→ INFORMATION GIVEN
//! 测试用的最小 docx 和图片

use image::{DynamicImage, ImageFormat, Rgb, RgbImage};
use std::io::{Cursor, Read, Write};
use zip::write::FileOptions;
use zip::{ZipArchive, ZipWriter};

pub const CONTENT_TYPES: &str = r#"<?xml version="1.0" encoding="UTF-8" standalone="yes"?>
<Types xmlns="http://schemas.openxmlformats.org/package/2006/content-types"><Default Extension="rels" ContentType="application/vnd.openxmlformats-package.relationships+xml"/><Default Extension="xml" ContentType="application/xml"/><Override PartName="/word/document.xml" ContentType="application/vnd.openxmlformats-officedocument.wordprocessingml.document.main+xml"/></Types>"#;

const ROOT_RELS: &str = r#"<?xml version="1.0" encoding="UTF-8" standalone="yes"?>
<Relationships xmlns="http://schemas.openxmlformats.org/package/2006/relationships"><Relationship Id="rId1" Type="http://schemas.openxmlformats.org/officeDocument/2006/relationships/officeDocument" Target="word/document.xml"/></Relationships>"#;

const DOCUMENT_RELS: &str = r#"<?xml version="1.0" encoding="UTF-8" standalone="yes"?>
<Relationships xmlns="http://schemas.openxmlformats.org/package/2006/relationships"></Relationships>"#;

pub fn png_bytes(width: u32, height: u32) -> Vec<u8> {
    let img = RgbImage::from_pixel(width, height, Rgb([200, 120, 160]));
    let mut buf = Vec::new();
    DynamicImage::ImageRgb8(img)
        .write_to(&mut Cursor::new(&mut buf), ImageFormat::Png)
        .unwrap();
    buf
}

fn crc32(bytes: &[u8]) -> u32 {
    let mut crc = 0xFFFF_FFFFu32;
    for &byte in bytes {
        crc ^= u32::from(byte);
        for _ in 0..8 {
            crc = if crc & 1 == 1 {
                (crc >> 1) ^ 0xEDB8_8320
            } else {
                crc >> 1
            };
        }
    }
    !crc
}

fn png_chunk(out: &mut Vec<u8>, kind: &[u8; 4], data: &[u8]) {
    out.extend_from_slice(&(data.len() as u32).to_be_bytes());
    let start = out.len();
    out.extend_from_slice(kind);
    out.extend_from_slice(data);
    let crc = crc32(&out[start..]);
    out.extend_from_slice(&crc.to_be_bytes());
}

/// 声明任意尺寸的 RGB PNG，像素数据被截断，只能读取图像头
pub fn png_header_only(width: u32, height: u32) -> Vec<u8> {
    let mut out = b"\x89PNG\r\n\x1a\n".to_vec();
    let mut ihdr = Vec::with_capacity(13);
    ihdr.extend_from_slice(&width.to_be_bytes());
    ihdr.extend_from_slice(&height.to_be_bytes());
    ihdr.extend_from_slice(&[8, 2, 0, 0, 0]);
    png_chunk(&mut out, b"IHDR", &ihdr);
    png_chunk(&mut out, b"IDAT", &[0x78, 0x9c, 0x01]);
    png_chunk(&mut out, b"IEND", &[]);
    out
}

/// 把段落包成完整的 document.xml
pub fn document_xml(paragraphs: &str) -> String {
    format!(
        r#"<?xml version="1.0" encoding="UTF-8" standalone="yes"?>
<w:document xmlns:w="http://schemas.openxmlformats.org/wordprocessingml/2006/main"><w:body>{}</w:body></w:document>"#,
        paragraphs
    )
}

pub fn build_docx(extra_parts: &[(&str, &str)], document: &str) -> Vec<u8> {
    let mut writer = ZipWriter::new(Cursor::new(Vec::new()));
    let options = FileOptions::default();
    let mut parts = vec![
        ("[Content_Types].xml", CONTENT_TYPES.to_string()),
        ("_rels/.rels", ROOT_RELS.to_string()),
        ("word/document.xml", document.to_string()),
        ("word/_rels/document.xml.rels", DOCUMENT_RELS.to_string()),
    ];
    parts.extend(extra_parts.iter().map(|(n, d)| (*n, d.to_string())));
    for (name, data) in parts {
        writer.start_file(name, options).unwrap();
        writer.write_all(data.as_bytes()).unwrap();
    }
    writer.finish().unwrap().into_inner()
}

pub fn docx_with_body(paragraphs: &str) -> Vec<u8> {
    build_docx(&[], &document_xml(paragraphs))
}

pub fn part_names(docx: &[u8]) -> Vec<String> {
    let archive = ZipArchive::new(Cursor::new(docx)).unwrap();
    archive.file_names().map(str::to_string).collect()
}

pub fn read_part(docx: &[u8], name: &str) -> Vec<u8> {
    let mut archive = ZipArchive::new(Cursor::new(docx)).unwrap();
    let mut file = archive.by_name(name).unwrap();
    let mut data = Vec::new();
    file.read_to_end(&mut data).unwrap();
    data
}

pub fn read_text_part(docx: &[u8], name: &str) -> String {
    String::from_utf8(read_part(docx, name)).unwrap()
}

→ TASK INSTRUCTIONS
Print, unaltered, every line from the beginning of the material down to the line with "crc = if crc".

→ SOLUTION
//! 测试用的最小 docx 和图片

use image::{DynamicImage, ImageFormat, Rgb, RgbImage};
use std::io::{Cursor, Read, Write};
use zip::write::FileOptions;
use zip::{ZipArchive, ZipWriter};

pub const CONTENT_TYPES: &str = r#"<?xml version="1.0" encoding="UTF-8" standalone="yes"?>
<Types xmlns="http://schemas.openxmlformats.org/package/2006/content-types"><Default Extension="rels" ContentType="application/vnd.openxmlformats-package.relationships+xml"/><Default Extension="xml" ContentType="application/xml"/><Override PartName="/word/document.xml" ContentType="application/vnd.openxmlformats-officedocument.wordprocessingml.document.main+xml"/></Types>"#;

const ROOT_RELS: &str = r#"<?xml version="1.0" encoding="UTF-8" standalone="yes"?>
<Relationships xmlns="http://schemas.openxmlformats.org/package/2006/relationships"><Relationship Id="rId1" Type="http://schemas.openxmlformats.org/officeDocument/2006/relationships/officeDocument" Target="word/document.xml"/></Relationships>"#;

const DOCUMENT_RELS: &str = r#"<?xml version="1.0" encoding="UTF-8" standalone="yes"?>
<Relationships xmlns="http://schemas.openxmlformats.org/package/2006/relationships"></Relationships>"#;

pub fn png_bytes(width: u32, height: u32) -> Vec<u8> {
    let img = RgbImage::from_pixel(width, height, Rgb([200, 120, 160]));
    let mut buf = Vec::new();
    DynamicImage::ImageRgb8(img)
        .write_to(&mut Cursor::new(&mut buf), ImageFormat::Png)
        .unwrap();
    buf
}

fn crc32(bytes: &[u8]) -> u32 {
    let mut crc = 0xFFFF_FFFFu32;
    for &byte in bytes {
        crc ^= u32::from(byte);
        for _ in 0..8 {
            crc = if crc & 1 == 1 {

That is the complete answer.